Benjamin Hart at New York magazine interviewed Daniel Dale, the Toronto Star reporter who has made a career of documenting Donald Trump’s lies (sometimes live on Twitter). Here are a couple of questions and answers that I found interesting:
After observing him so closely, do you think that’s true of most his lying — that it’s strategic? Or is just a reflex because he’s been doing this his whole life?
I think most of it is nonstrategic. He says things like, “My father was born in Germany,” and you’re just like, “Why? What is the point of that?” I think something that distinguishes Trump from other political liars or dissemblers is how trivial and needless many of the lies are. These are not lies about him being caught in a scandal and trying to spin his way out, or where he’s trying to win some policy debate. A lot of it is just like Trump being Trump in ridiculous ways. To the extent that there’s a strategy, I think it’s often him just trying to escape a given ten seconds. Maggie Haberman has noted that he tries to escape or win a particular transactional exchange with no regard to what he said in the past, no regard to what he might have to say ten seconds or ten minutes in the future. He’s just trying to get out of the moment. It’s pretty remarkable to witness.
This is a question that comes up whenever we deal with someone who consistently doesn’t tell the truth: Do you think Trump believes most of his lies in the moment he tells them, or do you think he’s consciously aware that he’s not telling the truth?
A: There are a lot of cases where I feel like I can tell that he knows he’s making it up.
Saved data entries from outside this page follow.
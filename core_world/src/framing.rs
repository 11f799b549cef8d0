use thiserror::Error;

/// Raised when a peer streams more than the configured bound without ever
/// terminating a line. The offending buffer has already been discarded when
/// this surfaces; the transport drops the connection in response.
#[derive(Debug, Error, PartialEq, Eq)]
pub enum FramingError {
    #[error("line exceeded {limit} bytes without a terminator")]
    LineTooLong { limit: usize },
}

/// Reassembles newline-delimited messages from arbitrarily fragmented byte
/// chunks. Bytes after the last terminator stay buffered until more data
/// arrives; a message is never surfaced early.
#[derive(Debug)]
pub struct LineFramer {
    buffer: Vec<u8>,
    max_line_bytes: usize,
}

impl LineFramer {
    pub fn new(max_line_bytes: usize) -> Self {
        Self {
            buffer: Vec::new(),
            max_line_bytes,
        }
    }

    /// Append one read chunk. Fails when any single line, terminated or still
    /// accumulating, exceeds the bound; the framer comes out empty so a
    /// caller that keeps the connection anyway starts clean.
    pub fn push(&mut self, chunk: &[u8]) -> Result<(), FramingError> {
        self.buffer.extend_from_slice(chunk);
        let mut line_start = 0usize;
        for idx in 0..self.buffer.len() {
            if self.buffer[idx] == b'\n' {
                if idx - line_start > self.max_line_bytes {
                    return self.overflow();
                }
                line_start = idx + 1;
            }
        }
        if self.buffer.len() - line_start > self.max_line_bytes {
            return self.overflow();
        }
        Ok(())
    }

    /// Lazily yield completed lines, trimmed of surrounding whitespace, with
    /// empty lines skipped. Stops at the first unterminated tail and leaves
    /// it buffered.
    pub fn drain_lines(&mut self) -> DrainLines<'_> {
        DrainLines { framer: self }
    }

    /// Discard any partial line, e.g. after a disconnect. The next push
    /// starts a fresh message.
    pub fn reset(&mut self) {
        self.buffer.clear();
    }

    pub fn pending_bytes(&self) -> usize {
        self.buffer.len()
    }

    fn overflow(&mut self) -> Result<(), FramingError> {
        self.buffer.clear();
        Err(FramingError::LineTooLong {
            limit: self.max_line_bytes,
        })
    }
}

pub struct DrainLines<'a> {
    framer: &'a mut LineFramer,
}

impl Iterator for DrainLines<'_> {
    type Item = String;

    fn next(&mut self) -> Option<String> {
        loop {
            let terminator = self.framer.buffer.iter().position(|&b| b == b'\n')?;
            let raw: Vec<u8> = self.framer.buffer.drain(..=terminator).collect();
            let text = String::from_utf8_lossy(&raw[..terminator]);
            let trimmed = text.trim();
            if !trimmed.is_empty() {
                return Some(trimmed.to_owned());
            }
        }
    }
}
use std::collections::HashMap;

use bevy::prelude::*;
use tracing::{debug, info, warn};

use world_proto::{parse_envelope, Command, ControlFrame, Landmark, LandmarkSpec, WorldPosition};

use crate::{
    config::WorldHostConfig,
    metrics::CommandMetrics,
    network::{ServerEndpoint, ServerEvent},
    placement::{PlacementPlanner, SpawnAnchor},
    state::{WorldEvent, WorldStateStore},
    terrain::TerrainField,
    visuals::LandmarkVisual,
};

/// Entities backing spawned landmarks, keyed by landmark id. The dispatcher
/// is the only writer and keeps this in lockstep with the store's record
/// list.
#[derive(Resource, Debug, Default)]
pub struct SpawnedLandmarks {
    entries: HashMap<String, SpawnedLandmark>,
}

#[derive(Debug, Clone, Copy)]
pub struct SpawnedLandmark {
    pub entity: Entity,
    pub position: Vec3,
}

impl SpawnedLandmarks {
    pub fn contains(&self, id: &str) -> bool {
        self.entries.contains_key(id)
    }

    pub fn get(&self, id: &str) -> Option<&SpawnedLandmark> {
        self.entries.get(id)
    }

    pub fn len(&self) -> usize {
        self.entries.len()
    }

    pub fn is_empty(&self) -> bool {
        self.entries.is_empty()
    }

    pub fn positions(&self) -> Vec<Vec3> {
        self.entries.values().map(|entry| entry.position).collect()
    }

    fn insert(&mut self, id: String, entry: SpawnedLandmark) {
        self.entries.insert(id, entry);
    }

    fn remove(&mut self, id: &str) -> Option<SpawnedLandmark> {
        self.entries.remove(id)
    }

    fn drain_all(&mut self) -> Vec<SpawnedLandmark> {
        self.entries.drain().map(|(_, entry)| entry).collect()
    }
}

/// Per-update pump: drain everything the socket thread queued, in arrival
/// order, apply it to the world, and acknowledge each processed line. Runs
/// on the state-owning schedule, so store writes are totally ordered.
#[allow(clippy::too_many_arguments)]
pub fn pump_server_events(
    mut commands: Commands,
    endpoint: Option<Res<ServerEndpoint>>,
    config: Res<WorldHostConfig>,
    terrain: Res<TerrainField>,
    anchor: Res<SpawnAnchor>,
    mut store: ResMut<WorldStateStore>,
    mut planner: ResMut<PlacementPlanner>,
    mut registry: ResMut<SpawnedLandmarks>,
    mut metrics: ResMut<CommandMetrics>,
) {
    let Some(endpoint) = endpoint else {
        return;
    };
    let mut processed = 0u32;
    while let Some(event) = endpoint.try_recv() {
        match event {
            ServerEvent::ClientConnected => {
                metrics.connections += 1;
                store.events().publish(&WorldEvent::ConnectionChanged(true));
            }
            ServerEvent::ClientDisconnected => {
                metrics.disconnections += 1;
                store.events().publish(&WorldEvent::ConnectionChanged(false));
            }
            ServerEvent::Message(line) => {
                process_line(
                    &line,
                    &mut commands,
                    &config,
                    &terrain,
                    &anchor,
                    &mut store,
                    &mut planner,
                    &mut registry,
                    &mut metrics,
                );
                // Receipt acknowledgment, deliberately fire-and-forget: sent
                // even for lines that failed decode or validation.
                endpoint.send_frame(ControlFrame::ack());
                metrics.acks_sent += 1;
                processed += 1;
            }
        }
    }
    if processed > 0 {
        debug!(target: "worldloom::dispatch", count = processed, "commands.drained");
    }
}

#[allow(clippy::too_many_arguments)]
fn process_line(
    line: &str,
    commands: &mut Commands,
    config: &WorldHostConfig,
    terrain: &TerrainField,
    anchor: &SpawnAnchor,
    store: &mut WorldStateStore,
    planner: &mut PlacementPlanner,
    registry: &mut SpawnedLandmarks,
    metrics: &mut CommandMetrics,
) {
    let raw = match parse_envelope(line) {
        Ok(raw) => raw,
        Err(err) => {
            metrics.decode_failures += 1;
            warn!(target: "worldloom::dispatch", error = %err, "command.rejected=malformed");
            return;
        }
    };
    store.events().publish(&WorldEvent::CommandReceived {
        kind: raw.kind.clone(),
        raw: line.to_owned(),
    });
    let command = match raw.decode() {
        Ok(command) => command,
        Err(err) => {
            metrics.validation_failures += 1;
            warn!(
                target: "worldloom::dispatch",
                kind = %raw.kind,
                error = %err,
                "command.rejected=validation"
            );
            return;
        }
    };
    match command {
        Command::SetEra(era) => {
            info!(target: "worldloom::dispatch", id = %era.id, name = %era.name, "era.applied");
            store.set_era(era);
            metrics.commands_applied += 1;
        }
        Command::SetTrait { kind, value } => {
            store.set_trait(kind, value);
            debug!(
                target: "worldloom::dispatch",
                kind = kind.name(),
                value = f64::from(store.trait_value(kind)),
                "trait.applied"
            );
            metrics.commands_applied += 1;
        }
        Command::SetAtmosphere(atmosphere) => {
            store.set_atmosphere(atmosphere);
            debug!(target: "worldloom::dispatch", atmosphere = atmosphere.name(), "atmosphere.applied");
            metrics.commands_applied += 1;
        }
        Command::SyncWorldState(patch) => {
            store.apply_patch(&patch);
            debug!(target: "worldloom::dispatch", "state.synced");
            metrics.commands_applied += 1;
        }
        Command::SpawnLandmark(spec) => {
            spawn_requested_landmark(
                spec, commands, config, terrain, anchor, store, planner, registry, metrics,
            );
        }
        Command::Unrecognized { kind } => {
            metrics.unrecognized += 1;
            debug!(target: "worldloom::dispatch", kind = %kind, "command.ignored=unrecognized");
        }
    }
}

#[allow(clippy::too_many_arguments)]
fn spawn_requested_landmark(
    spec: LandmarkSpec,
    commands: &mut Commands,
    config: &WorldHostConfig,
    terrain: &TerrainField,
    anchor: &SpawnAnchor,
    store: &mut WorldStateStore,
    planner: &mut PlacementPlanner,
    registry: &mut SpawnedLandmarks,
    metrics: &mut CommandMetrics,
) {
    if registry.contains(&spec.id) || store.contains_landmark(&spec.id) {
        metrics.duplicates_rejected += 1;
        warn!(target: "worldloom::dispatch", id = %spec.id, "landmark.rejected=duplicate");
        return;
    }

    let occupied = registry.positions();
    let spot = planner.find_spot(anchor.center(), &occupied, terrain, &config.placement);
    if spot.degraded {
        metrics.placements_degraded += 1;
    }

    let entity = commands
        .spawn((
            LandmarkVisual {
                landmark_id: spec.id.clone(),
                kind: spec.kind,
                label: spec.name.clone(),
            },
            Transform::from_translation(spot.position),
        ))
        .id();
    registry.insert(
        spec.id.clone(),
        SpawnedLandmark {
            entity,
            position: spot.position,
        },
    );

    let landmark = Landmark {
        id: spec.id,
        name: spec.name,
        kind: spec.kind,
        description: spec.description,
        position: WorldPosition::new(spot.position.x, spot.position.y, spot.position.z),
    };
    info!(
        target: "worldloom::dispatch",
        id = %landmark.id,
        kind = landmark.kind.name(),
        x = f64::from(spot.position.x),
        y = f64::from(spot.position.y),
        z = f64::from(spot.position.z),
        degraded = spot.degraded,
        "landmark.spawned"
    );
    if let Err(err) = store.add_landmark(landmark) {
        // The registry check above makes this unreachable unless the two
        // fell out of step; restore lockstep instead of leaving a stray
        // entity behind.
        warn!(target: "worldloom::dispatch", error = %err, "landmark.rejected=store_conflict");
        registry.remove(&err.id);
        commands.entity(entity).despawn();
        metrics.duplicates_rejected += 1;
        return;
    }
    metrics.landmarks_spawned += 1;
    metrics.commands_applied += 1;
}

/// Host-facing removal of one landmark: entity, registry entry, and store
/// record. Not reachable from the wire. Returns whether anything was
/// removed.
pub fn destroy_landmark(
    commands: &mut Commands,
    registry: &mut SpawnedLandmarks,
    store: &mut WorldStateStore,
    id: &str,
) -> bool {
    let mut removed = false;
    if let Some(entry) = registry.remove(id) {
        commands.entity(entry.entity).despawn();
        removed = true;
    }
    if store.remove_landmark(id) {
        removed = true;
    }
    if removed {
        info!(target: "worldloom::dispatch", id = %id, "landmark.destroyed");
    }
    removed
}

/// Host-facing bulk removal. Returns how many entities were despawned.
pub fn destroy_all_landmarks(
    commands: &mut Commands,
    registry: &mut SpawnedLandmarks,
    store: &mut WorldStateStore,
) -> usize {
    let entries = registry.drain_all();
    for entry in &entries {
        commands.entity(entry.entity).despawn();
    }
    store.clear_landmarks();
    if !entries.is_empty() {
        info!(target: "worldloom::dispatch", count = entries.len(), "landmarks.cleared");
    }
    entries.len()
}
impl RawCommand {
    /// Validate the envelope into a typed command. Required fields that are
    /// missing or mistyped reject the whole command; optional descriptive
    /// fields fall back to empty strings.
    pub fn decode(&self) -> Result<Command, ValidationError> {
        match self.kind.as_str() {
            "SET_ERA" => {
                let era = object_field(&self.body, "era")
                    .ok_or(ValidationError::InvalidField { field: "era" })?;
                Ok(Command::SetEra(era_from_object(era)))
            }
            "SET_TRAIT" => {
                let name = string_field(&self.body, "trait")
                    .ok_or(ValidationError::InvalidField { field: "trait" })?;
                let kind = TraitKind::from_name(name)
                    .ok_or_else(|| ValidationError::UnknownTrait(name.to_owned()))?;
                let value = number_field(&self.body, "value")
                    .ok_or(ValidationError::InvalidField { field: "value" })?;
                Ok(Command::SetTrait {
                    kind,
                    value: value as f32,
                })
            }
            "SET_ATMOSPHERE" => {
                let name = string_field(&self.body, "atmosphere")
                    .ok_or(ValidationError::InvalidField { field: "atmosphere" })?;
                let atmosphere = Atmosphere::from_name(name)
                    .ok_or_else(|| ValidationError::UnknownAtmosphere(name.to_owned()))?;
                Ok(Command::SetAtmosphere(atmosphere))
            }
            "SPAWN_SETTLEMENT" => {
                let spec = object_field(&self.body, "settlement")
                    .ok_or(ValidationError::InvalidField { field: "settlement" })?;
                let kind_name = string_field(spec, "type").ok_or(ValidationError::InvalidField {
                    field: "settlement.type",
                })?;
                let kind = LandmarkKind::from_name(kind_name)
                    .ok_or_else(|| ValidationError::UnknownLandmarkType(kind_name.to_owned()))?;
                Ok(Command::SpawnLandmark(LandmarkSpec {
                    id: string_field(spec, "id").unwrap_or_default().to_owned(),
                    name: string_field(spec, "name").unwrap_or_default().to_owned(),
                    kind,
                    description: string_field(spec, "description")
                        .unwrap_or_default()
                        .to_owned(),
                }))
            }
            "SYNC_WORLD_STATE" => {
                let state = object_field(&self.body, "state")
                    .ok_or(ValidationError::InvalidField { field: "state" })?;
                Ok(Command::SyncWorldState(patch_from_object(state)))
            }
            _ => Ok(Command::Unrecognized {
                kind: self.kind.clone(),
            }),
        }
    }
}

fn era_from_object(obj: &Map<String, Value>) -> Era {
    Era {
        id: string_field(obj, "id").unwrap_or_default().to_owned(),
        name: string_field(obj, "name").unwrap_or_default().to_owned(),
        period: string_field(obj, "period").unwrap_or_default().to_owned(),
        description: string_field(obj, "description")
            .unwrap_or_default()
            .to_owned(),
    }
}

// Sync tolerates per-field damage: a missing or mistyped sub-field skips that
// field only, including atmosphere names nobody recognizes.
fn patch_from_object(state: &Map<String, Value>) -> StatePatch {
    let era = object_field(state, "era").map(|era| EraPatch {
        id: string_field(era, "id").map(str::to_owned),
        name: string_field(era, "name").map(str::to_owned),
        period: string_field(era, "period").map(str::to_owned),
        description: string_field(era, "description").map(str::to_owned),
    });
    let traits = object_field(state, "traits").map(|traits| TraitPatch {
        militarism: number_field(traits, "militarism").map(|v| v as f32),
        prosperity: number_field(traits, "prosperity").map(|v| v as f32),
        religiosity: number_field(traits, "religiosity").map(|v| v as f32),
        lawfulness: number_field(traits, "lawfulness").map(|v| v as f32),
        openness: number_field(traits, "openness").map(|v| v as f32),
    });
    let atmosphere = string_field(state, "atmosphere").and_then(Atmosphere::from_name);
    StatePatch {
        era,
        traits,
        atmosphere,
    }
}

fn object_field<'a>(obj: &'a Map<String, Value>, key: &str) -> Option<&'a Map<String, Value>> {
    obj.get(key).and_then(Value::as_object)
}

fn string_field<'a>(obj: &'a Map<String, Value>, key: &str) -> Option<&'a str> {
    obj.get(key).and_then(Value::as_str)
}

fn number_field(obj: &Map<String, Value>, key: &str) -> Option<f64> {
    obj.get(key).and_then(Value::as_f64)
}
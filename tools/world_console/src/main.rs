use std::{
    fs,
    io::{BufRead, BufReader, Write},
    net::TcpStream,
    time::Duration,
};

use anyhow::{bail, Context, Result};
use clap::{Parser, Subcommand};
use serde_json::{json, Value as JsonValue};
use world_proto::{decode_frame, ControlFrame, DEFAULT_COMMAND_PORT};

#[derive(Parser, Debug)]
#[command(author, version, about = "Operator console for a Worldloom host", long_about = None)]
struct Args {
    /// Host running the command channel
    #[arg(long, default_value = "127.0.0.1")]
    host: String,

    /// Command channel port
    #[arg(long, default_value_t = DEFAULT_COMMAND_PORT)]
    port: u16,

    /// Seconds to wait for each reply frame
    #[arg(long, default_value_t = 5)]
    timeout_secs: u64,

    #[command(subcommand)]
    command: ConsoleCommand,
}

#[derive(Subcommand, Debug)]
enum ConsoleCommand {
    /// Replace the narrative era
    SetEra {
        #[arg(long)]
        id: String,
        #[arg(long)]
        name: String,
        #[arg(long, default_value = "")]
        period: String,
        #[arg(long, default_value = "")]
        description: String,
    },
    /// Set one trait scalar (clamped host-side to [0,1])
    SetTrait { name: String, value: f64 },
    /// Set the atmosphere
    SetAtmosphere { name: String },
    /// Spawn a landmark; the host picks the position
    Spawn {
        #[arg(long)]
        id: String,
        #[arg(long)]
        name: String,
        #[arg(long)]
        kind: String,
        #[arg(long, default_value = "")]
        description: String,
    },
    /// Send a partial state sync (inline JSON, or @path to read a file)
    Sync { state: String },
    /// Send one raw JSON line verbatim
    Raw { line: String },
    /// Stay connected and print every frame the host sends
    Watch,
}

fn main() -> Result<()> {
    let args = Args::parse();
    let addr = format!("{}:{}", args.host, args.port);
    let stream = TcpStream::connect(&addr)
        .with_context(|| format!("failed to connect to Worldloom host at {addr}"))?;
    stream
        .set_read_timeout(Some(Duration::from_secs(args.timeout_secs)))
        .context("failed to set read timeout")?;
    let mut reader = BufReader::new(stream.try_clone().context("failed to clone stream")?);

    let greeting = read_frame(&mut reader).context("no greeting from host")?;
    print_frame(&greeting);

    if let ConsoleCommand::Watch = args.command {
        // Watch blocks indefinitely between frames.
        stream
            .set_read_timeout(None)
            .context("failed to clear read timeout")?;
        return watch(&mut reader);
    }

    let line = payload_for(&args.command)?;
    send_line(&stream, &line)?;
    let reply = read_frame(&mut reader).context("no acknowledgment from host")?;
    print_frame(&reply);
    Ok(())
}

fn payload_for(command: &ConsoleCommand) -> Result<String> {
    let payload = match command {
        ConsoleCommand::SetEra {
            id,
            name,
            period,
            description,
        } => json!({
            "type": "SET_ERA",
            "era": {
                "id": id,
                "name": name,
                "period": period,
                "description": description,
            },
        }),
        ConsoleCommand::SetTrait { name, value } => json!({
            "type": "SET_TRAIT",
            "trait": name,
            "value": value,
        }),
        ConsoleCommand::SetAtmosphere { name } => json!({
            "type": "SET_ATMOSPHERE",
            "atmosphere": name,
        }),
        ConsoleCommand::Spawn {
            id,
            name,
            kind,
            description,
        } => json!({
            "type": "SPAWN_SETTLEMENT",
            "settlement": {
                "id": id,
                "name": name,
                "type": kind,
                "description": description,
            },
        }),
        ConsoleCommand::Sync { state } => {
            let state = parse_state_arg(state)?;
            json!({ "type": "SYNC_WORLD_STATE", "state": state })
        }
        ConsoleCommand::Raw { line } => {
            let parsed: JsonValue =
                serde_json::from_str(line).context("raw line is not valid JSON")?;
            if !parsed.is_object() {
                bail!("raw line must be a JSON object");
            }
            parsed
        }
        ConsoleCommand::Watch => unreachable!("watch is handled before payload construction"),
    };
    Ok(payload.to_string())
}

fn parse_state_arg(state: &str) -> Result<JsonValue> {
    let text = match state.strip_prefix('@') {
        Some(path) => {
            fs::read_to_string(path).with_context(|| format!("failed to read state file {path}"))?
        }
        None => state.to_owned(),
    };
    let value: JsonValue = serde_json::from_str(&text).context("state payload is not valid JSON")?;
    if !value.is_object() {
        bail!("state payload must be a JSON object");
    }
    Ok(value)
}

fn send_line(mut stream: &TcpStream, line: &str) -> Result<()> {
    stream
        .write_all(line.as_bytes())
        .and_then(|()| stream.write_all(b"\n"))
        .context("failed to send command")?;
    stream.flush().context("failed to flush command")
}

fn read_frame(reader: &mut BufReader<TcpStream>) -> Result<ControlFrame> {
    let mut line = String::new();
    let read = reader.read_line(&mut line).context("read from host failed")?;
    if read == 0 {
        bail!("host closed the connection");
    }
    decode_frame(line.trim()).with_context(|| format!("unparseable frame from host: {line:?}"))
}

fn print_frame(frame: &ControlFrame) {
    match frame {
        ControlFrame::Connected { message } => println!("connected: {message}"),
        ControlFrame::Ack { status } => println!("ack: {status}"),
    }
}

fn watch(reader: &mut BufReader<TcpStream>) -> Result<()> {
    loop {
        match read_frame(reader) {
            Ok(frame) => print_frame(&frame),
            Err(err) => return Err(err),
        }
    }
}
And there’s some where he clearly knows. One example that comes to mind: At campaign rallies, for a while he’d be bashing the media and he would look to the cameras in the back of the room and point and be like, “Look at that, CNN just turned its camera off. You see, the red light just went on …”
Of course, that didn’t happen. That has never happened, to my knowledge. CNN has never angrily turned off its camera when he was criticizing CNN or the media. And so he’s literally looking his supporters in the eye and pointing at something in the room that is not happening and telling them that it’s happening. And so for people who say, “Oh, he believes all these, he’s just delusional,” I think there are cases like that where he’s clearly deliberately making it up.